Tuberc Respir Dis > Volume 51(1); 2001 > Article
Tuberculosis and Respiratory Diseases 2001;51(1):65-69.
DOI:    Published online July 1, 2001.
A Case of Small Cell Lung Cancer Metastasis to the Gingiva.
Kyu Seung Lee, Yun Seon Lee, Seon Jung Kwon, Jin Young Ahn, Myung Hoon Kim, Hee Sun Park, Dong Won Kang, Geun Hwa Kim, Seong Su Jeong, Kyu Sang Song, Ju Ock Kim, Sun Young Kim
The incidence of lung cancer and its mortality rate are increasing in Korea. At the time of diagnosis, 40% patients of lung cancer patients had metastatic lesions. The common metastatic sites are the contralateral lung, bone, liver, adrenal gland and the brain. Metastasis to oral mucosa is rarely encountered in lung cancer and metastasis to the gingiva is more uncommon.

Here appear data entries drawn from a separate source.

use chrono::{DateTime, Utc};
use serde::{Deserialize, Serialize};
use serde_json::Value;
use uuid::Uuid;

use crate::format::from_unix;

fn short(id: &Uuid) -> String {
    id.to_string()[..8].to_string()
}

#[derive(Debug, Clone, PartialEq, Serialize, Deserialize)]
pub struct User {
    pub id: Uuid,
    pub email: String,
    pub password_hash: String,
    pub is_active: bool,
    pub is_staff: bool,
    pub date_joined: DateTime<Utc>,
}

impl User {
    pub fn new(email: &str, password_hash: String) -> Self {
        Self {
            id: Uuid::new_v4(),
            email: email.trim().to_string(),
            password_hash,
            is_active: false,
            is_staff: false,
            date_joined: Utc::now(),
        }
    }
}

/// Locally cached billing state of one user.
#[derive(Debug, Clone, PartialEq, Serialize, Deserialize)]
pub struct StripeInfo {
    pub id: Uuid,
    pub user_id: Uuid,
    pub customer_id: String,
    pub subscription_id: Option<String>,
    pub subscription_end: Option<DateTime<Utc>>,
    pub plan_id: Option<String>,
    pub previously_subscribed: bool,
    /// `created` of the newest webhook event applied to this record.
    #[serde(default)]
    pub last_event_at: Option<DateTime<Utc>>,
    pub created_at: DateTime<Utc>,
    pub modified_at: DateTime<Utc>,
}

impl StripeInfo {
    pub fn new(user_id: Uuid, customer_id: impl Into<String>) -> Self {
        let now = Utc::now();
        Self {
            id: Uuid::new_v4(),
            user_id,
            customer_id: customer_id.into(),
            subscription_id: None,
            subscription_end: None,
            plan_id: None,
            previously_subscribed: false,
            last_event_at: None,
            created_at: now,
            modified_at: now,
        }
    }

    pub fn short_id(&self) -> String {
        short(&self.id)
    }

    pub fn set_subscription(
        &mut self,
        subscription_id: String,
        subscription_end: Option<DateTime<Utc>>,
        plan_id: Option<String>,
    ) {
        self.subscription_id = Some(subscription_id);
        self.subscription_end = subscription_end;
        self.plan_id = plan_id;
    }

    pub fn clear_subscription(&mut self) {
        self.subscription_id = None;
        self.subscription_end = None;
        self.plan_id = None;
    }

    /// Whether an event created at `event_at` may overwrite this record.
    pub fn accepts_event_at(&self, event_at: Option<DateTime<Utc>>) -> bool {
        match (self.last_event_at, event_at) {
            (Some(last), Some(event_at)) => event_at >= last,
            _ => true,
        }
    }

    pub fn mark_event_applied(&mut self, event_at: Option<DateTime<Utc>>) {
        if let Some(event_at) = event_at {
            if self.last_event_at.map_or(true, |last| event_at > last) {
                self.last_event_at = Some(event_at);
            }
        }
    }
}

/// An invoice outcome reported by the processor.
#[derive(Debug, Clone, PartialEq, Serialize, Deserialize)]
pub struct BillingEvent {
    pub id: Uuid,
    pub user_id: Uuid,
    pub success: bool,
    pub stripe_object: Value,
    pub created_at: DateTime<Utc>,
}

impl BillingEvent {
    pub fn new(user_id: Uuid, success: bool, stripe_object: Value) -> Self {
        Self {
            id: Uuid::new_v4(),
            user_id,
            success,
            stripe_object,
            created_at: Utc::now(),
        }
    }

    pub fn short_id(&self) -> String {
        short(&self.id)
    }

    pub fn invoice(&self) -> Option<&str> {
        self.stripe_object.get("id").and_then(Value::as_str)
    }

    pub fn date(&self) -> Option<DateTime<Utc>> {
        self.stripe_object
            .get("created")
            .and_then(Value::as_i64)
            .and_then(from_unix)
    }

    fn first_line(&self) -> Option<&Value> {
        self.stripe_object
            .get("lines")
            .and_then(|lines| lines.get("data"))
            .and_then(Value::as_array)
            .and_then(|data| data.first())
    }

    pub fn description(&self) -> Option<&str> {
        self.first_line()
            .and_then(|line| line.get("description"))
            .and_then(Value::as_str)
    }

    pub fn currency(&self) -> Option<&str> {
        self.first_line()
            .and_then(|line| line.get("currency"))
            .and_then(Value::as_str)
            .or_else(|| self.stripe_object.get("currency").and_then(Value::as_str))
    }

    pub fn amount_due(&self) -> Option<i64> {
        self.stripe_object.get("amount_due").and_then(Value::as_i64)
    }

    pub fn amount_paid(&self) -> Option<i64> {
        self.stripe_object.get("amount_paid").and_then(Value::as_i64)
    }
}

/// One received webhook event.
#[derive(Debug, Clone, PartialEq, Serialize, Deserialize)]
pub struct StripeEventRecord {
    pub id: Uuid,
    pub event: String,
    pub object: Value,
    pub event_id: Option<String>,
    pub object_id: Option<String>,
    pub created_at: DateTime<Utc>,
}

impl StripeEventRecord {
    pub fn new(event: &str, object: Value, event_id: Option<String>) -> Self {
        let object_id = object.get("id").and_then(Value::as_str).map(str::to_string);
        Self {
            id: Uuid::new_v4(),
            event: event.to_string(),
            object,
            event_id,
            object_id,
            created_at: Utc::now(),
        }
    }

    pub fn short_id(&self) -> String {
        short(&self.id)
    }
}

/// Where a user came from when they signed up.
#[derive(Debug, Clone, PartialEq, Serialize, Deserialize)]
pub struct Acquisition {
    pub id: Uuid,
    pub user_id: Uuid,
    pub agent: Option<String>,
    pub referer: Option<String>,
    pub campaign: Option<String>,
    pub content: Option<String>,
    pub created_at: DateTime<Utc>,
}

#[cfg(test)]
mod tests {
    use super::*;
    use chrono::{Duration, TimeZone};
    use serde_json::json;

    #[test]
    fn billing_event_reads_invoice_fields() {
        let billing = BillingEvent::new(
            Uuid::new_v4(),
            true,
            json!({
                "id": "in_123",
                "created": 1_600_000_000,
                "amount_due": 1250,
                "amount_paid": 1250,
                "lines": { "data": [{ "description": "1 x Pro (at $12.50 / month)", "currency": "usd" }] }
            }),
        );

        assert_eq!(billing.invoice(), Some("in_123"));
        assert_eq!(
            billing.date(),
            Some(Utc.timestamp_opt(1_600_000_000, 0).unwrap())
        );
        assert_eq!(billing.description(), Some("1 x Pro (at $12.50 / month)"));
        assert_eq!(billing.currency(), Some("usd"));
        assert_eq!(billing.amount_due(), Some(1250));
        assert_eq!(billing.amount_paid(), Some(1250));
        assert_eq!(billing.short_id().len(), 8);
    }

    #[test]
    fn billing_event_tolerates_missing_lines() {
        let billing = BillingEvent::new(Uuid::new_v4(), false, json!({ "id": "in_1" }));
        assert_eq!(billing.description(), None);
        assert_eq!(billing.currency(), None);
        assert_eq!(billing.amount_due(), None);
    }

    #[test]
    fn stale_events_are_rejected() {
        let mut info = StripeInfo::new(Uuid::new_v4(), "cus_1");
        let t0 = Utc.timestamp_opt(1_700_000_000, 0).unwrap();

        assert!(info.accepts_event_at(Some(t0)));
        info.mark_event_applied(Some(t0));

        assert!(info.accepts_event_at(Some(t0)));
        assert!(info.accepts_event_at(Some(t0 + Duration::seconds(1))));
        assert!(!info.accepts_event_at(Some(t0 - Duration::seconds(1))));
        assert!(info.accepts_event_at(None));

        info.mark_event_applied(Some(t0 - Duration::seconds(10)));
        assert_eq!(info.last_event_at, Some(t0));
    }

    #[test]
    fn event_record_extracts_object_id() {
        let record = StripeEventRecord::new(
            "invoice.paid",
            json!({ "id": "in_9", "object": "invoice" }),
            Some("evt_1".into()),
        );
        assert_eq!(record.object_id.as_deref(), Some("in_9"));
        assert_eq!(record.event_id.as_deref(), Some("evt_1"));
    }
}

Approximately 1% of malignant carcinomas in the oral cavity are the result of metastases, and 10-25% of metastatic cancers originate from lung cancer. Clinically metastatic gingival lesions are benign including hemangioma, pyogenic granuloma, giant-cell granuloma or a peripheral fibroma. Often metastases to the gingiva are diagnosed too late and by the time they are detected, they have metastases to other organs. Here we report a case of small cell lung carcinoma that had metastased to the gingiva with review of relevant literature.